Now that you know it's bad, how do you prevent it?
- Mind control: Start thinking in a more stress-resilient way, Peeke says. "Get a grip. Get a better job. Or just get realistic. "Realize your boss is unhappy and has no life and his major joy in life is to make yours miserable. It's all in the head. You have to learn the fine art of regrouping."
- Mouth control: Avoid the temptation to eat, Peeke says. Avoid white sugars and white starches like bread, rice, potatoes, pasta -- all of which increase insulin levels, thereby increasing the drive to binge eat.

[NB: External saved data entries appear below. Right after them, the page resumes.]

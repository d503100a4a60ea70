//! Timeline orchestration
//!
//! A [`Timeline`] plays many scalar animations against one shared clock.
//! Entries are placed at signed millisecond offsets, so steps can overlap
//! (a progress bar starting half a second before the logo reveal ends) or
//! run strictly in sequence. Looping supports plain repeat and alternate
//! (yoyo) modes; a completion callback fires exactly once per run.

use slotmap::{new_key_type, SlotMap};

use crate::easing::Easing;

new_key_type! {
    /// Handle to one entry inside a timeline
    pub struct TimelineEntryId;
}

/// One scalar animation placed on the timeline clock
#[derive(Clone, Copy, Debug)]
struct TimelineEntry {
    offset_ms: i32,
    duration_ms: u32,
    from: f32,
    to: f32,
    easing: Easing,
}

/// An ordered sequence of scalar animations on a shared clock
pub struct Timeline {
    entries: SlotMap<TimelineEntryId, TimelineEntry>,
    /// Registration order; the tie-break for simultaneous starts
    insertion_order: Vec<TimelineEntryId>,
    time_ms: f32,
    playing: bool,
    /// Current playback direction
    reversed: bool,
    /// Extra iterations after the first (-1 = infinite)
    loop_count: i32,
    loops_done: i32,
    /// Reverse direction on each loop instead of jumping back to 0
    alternate: bool,
    playback_rate: f32,
    completed: bool,
    on_complete: Option<Box<dyn FnMut() + Send>>,
}

impl Timeline {
    pub fn new() -> Self {
        Self {
            entries: SlotMap::with_key(),
            insertion_order: Vec::new(),
            time_ms: 0.0,
            playing: false,
            reversed: false,
            loop_count: 0,
            loops_done: 0,
            alternate: false,
            playback_rate: 1.0,
            completed: false,
            on_complete: None,
        }
    }

    /// Add a linear entry at `offset_ms` from timeline start
    pub fn add(&mut self, offset_ms: i32, duration_ms: u32, from: f32, to: f32) -> TimelineEntryId {
        self.add_with_easing(offset_ms, duration_ms, from, to, Easing::Linear)
    }

    /// Add an entry with a specific easing curve
    pub fn add_with_easing(
        &mut self,
        offset_ms: i32,
        duration_ms: u32,
        from: f32,
        to: f32,
        easing: Easing,
    ) -> TimelineEntryId {
        let id = self.entries.insert(TimelineEntry {
            offset_ms,
            duration_ms,
            from,
            to,
            easing,
        });
        self.insertion_order.push(id);
        id
    }

    /// Begin a staggered group of identical entries
    pub fn stagger(&mut self, count: usize) -> StaggerBuilder<'_> {
        StaggerBuilder {
            timeline: self,
            count,
            start_ms: 0,
            every_ms: 200,
            duration_ms: 600,
            from: 0.0,
            to: 1.0,
            easing: Easing::EaseOut,
        }
    }

    /// Timeline length: the furthest entry end, in ms
    pub fn end_ms(&self) -> f32 {
        self.entries
            .values()
            .map(|e| (e.offset_ms + e.duration_ms as i32) as f32)
            .fold(0.0, f32::max)
    }

    /// Extra iterations after the first; -1 loops forever
    pub fn set_loop(&mut self, count: i32) {
        self.loop_count = count;
    }

    /// Reverse direction each loop (yoyo) instead of snapping back
    pub fn set_alternate(&mut self, enabled: bool) {
        self.alternate = enabled;
    }

    pub fn set_playback_rate(&mut self, rate: f32) {
        self.playback_rate = rate;
    }

    /// Register the completion callback; fires once when the final
    /// iteration finishes (never for infinite loops)
    pub fn on_complete<F>(&mut self, callback: F)
    where
        F: FnMut() + Send + 'static,
    {
        self.on_complete = Some(Box::new(callback));
    }

    /// Reset to time 0 and start playing forward
    pub fn start(&mut self) {
        self.time_ms = 0.0;
        self.reversed = false;
        self.loops_done = 0;
        self.completed = false;
        self.playing = true;
    }

    pub fn stop(&mut self) {
        self.playing = false;
    }

    /// Halt the clock without resetting it
    pub fn pause(&mut self) {
        self.playing = false;
    }

    pub fn resume(&mut self) {
        if !self.completed {
            self.playing = true;
        }
    }

    /// Flip the playback direction
    pub fn reverse(&mut self) {
        self.reversed = !self.reversed;
        self.playing = true;
        self.completed = false;
    }

    /// Jump the clock to `time_ms`, clamped to the timeline's span
    pub fn seek(&mut self, time_ms: f32) {
        self.time_ms = time_ms.clamp(0.0, self.end_ms());
    }

    pub fn is_playing(&self) -> bool {
        self.playing
    }

    /// Overall progress in [0, 1]
    pub fn progress(&self) -> f32 {
        let end = self.end_ms();
        if end <= 0.0 {
            return 1.0;
        }
        (self.time_ms / end).clamp(0.0, 1.0)
    }

    pub fn entry_count(&self) -> usize {
        self.entries.len()
    }

    /// Entry ids in registration order
    pub fn entry_ids(&self) -> Vec<TimelineEntryId> {
        self.insertion_order.clone()
    }

    /// Current value of one entry; `from` before it starts, `to` after it ends
    pub fn value(&self, id: TimelineEntryId) -> Option<f32> {
        let entry = self.entries.get(id)?;
        let local = self.entry_local_progress(entry);
        Some(entry.from + (entry.to - entry.from) * entry.easing.apply(local))
    }

    /// Linear progress of one entry in [0, 1]
    pub fn entry_progress(&self, id: TimelineEntryId) -> Option<f32> {
        self.entries.get(id).map(|e| self.entry_local_progress(e))
    }

    fn entry_local_progress(&self, entry: &TimelineEntry) -> f32 {
        if entry.duration_ms == 0 {
            return if self.time_ms >= entry.offset_ms as f32 {
                1.0
            } else {
                0.0
            };
        }
        ((self.time_ms - entry.offset_ms as f32) / entry.duration_ms as f32).clamp(0.0, 1.0)
    }

    /// Advance the shared clock by `dt_ms`
    pub fn tick(&mut self, dt_ms: f32) {
        if !self.playing {
            return;
        }

        let delta = dt_ms * self.playback_rate;
        if self.reversed {
            self.time_ms -= delta;
        } else {
            self.time_ms += delta;
        }

        let end = self.end_ms();

        if !self.reversed && self.time_ms >= end {
            if self.has_loops_remaining() {
                self.loops_done += 1;
                if self.alternate {
                    self.reversed = true;
                    self.time_ms = end - (self.time_ms - end);
                } else {
                    self.time_ms -= end.max(1.0);
                }
            } else {
                self.time_ms = end;
                self.playing = false;
                self.fire_complete();
            }
        } else if self.reversed && self.time_ms <= 0.0 {
            if self.alternate && self.has_loops_remaining() {
                self.loops_done += 1;
                self.reversed = false;
                self.time_ms = -self.time_ms;
            } else {
                self.time_ms = 0.0;
                self.playing = false;
            }
        }
    }

    fn has_loops_remaining(&self) -> bool {
        self.loop_count < 0 || self.loops_done < self.loop_count
    }

    fn fire_complete(&mut self) {
        if self.completed {
            return;
        }
        self.completed = true;
        if let Some(callback) = self.on_complete.as_mut() {
            callback();
        }
    }
}

impl Default for Timeline {
    fn default() -> Self {
        Self::new()
    }
}

/// Builder for a staggered group of identical timeline entries
///
/// Entries are added in slice order, each starting `every` ms after the
/// previous one - document order is the caller's element order.
pub struct StaggerBuilder<'a> {
    timeline: &'a mut Timeline,
    count: usize,
    start_ms: i32,
    every_ms: u32,
    duration_ms: u32,
    from: f32,
    to: f32,
    easing: Easing,
}

impl StaggerBuilder<'_> {
    /// Offset of the first entry from timeline start
    pub fn start_at(mut self, offset_ms: i32) -> Self {
        self.start_ms = offset_ms;
        self
    }

    /// Delay between successive entry starts
    pub fn every(mut self, step_ms: u32) -> Self {
        self.every_ms = step_ms;
        self
    }

    pub fn duration(mut self, duration_ms: u32) -> Self {
        self.duration_ms = duration_ms;
        self
    }

    pub fn values(mut self, from: f32, to: f32) -> Self {
        self.from = from;
        self.to = to;
        self
    }

    pub fn easing(mut self, easing: Easing) -> Self {
        self.easing = easing;
        self
    }

    /// Add all entries, returning their ids in stagger order
    pub fn add(self) -> Vec<TimelineEntryId> {
        (0..self.count)
            .map(|i| {
                self.timeline.add_with_easing(
                    self.start_ms + (i as u32 * self.every_ms) as i32,
                    self.duration_ms,
                    self.from,
                    self.to,
                    self.easing,
                )
            })
            .collect()
    }
}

- Put muscles to work: Through even small bits of aerobic activity -- just walking around for five minutes at a time -- it's possible to neutralize the stress response, Peeke says. "It absolutely makes a huge difference. Every hour take five minutes and do something."
Epel adds a few more suggestions:
- Tune into feelings: Ask yourself if this is hunger or a reaction to stress, sadness, loneliness, or anger. If emotions are triggering eating, wait out the urge to eat. "The urge is going to pass," she says.
- Keep a list of constructive ways to resist: Take a walk, call a certain friend, chew gum. "It's easier to substitute one behavior for another," she tells WebMD.
- Check into formal stress reduction programs, which have been shown to reduce cortisol levels. "If you are struggling with stress in your life, any type of relaxation -- whether meditation, exercise, or yoga" --may help.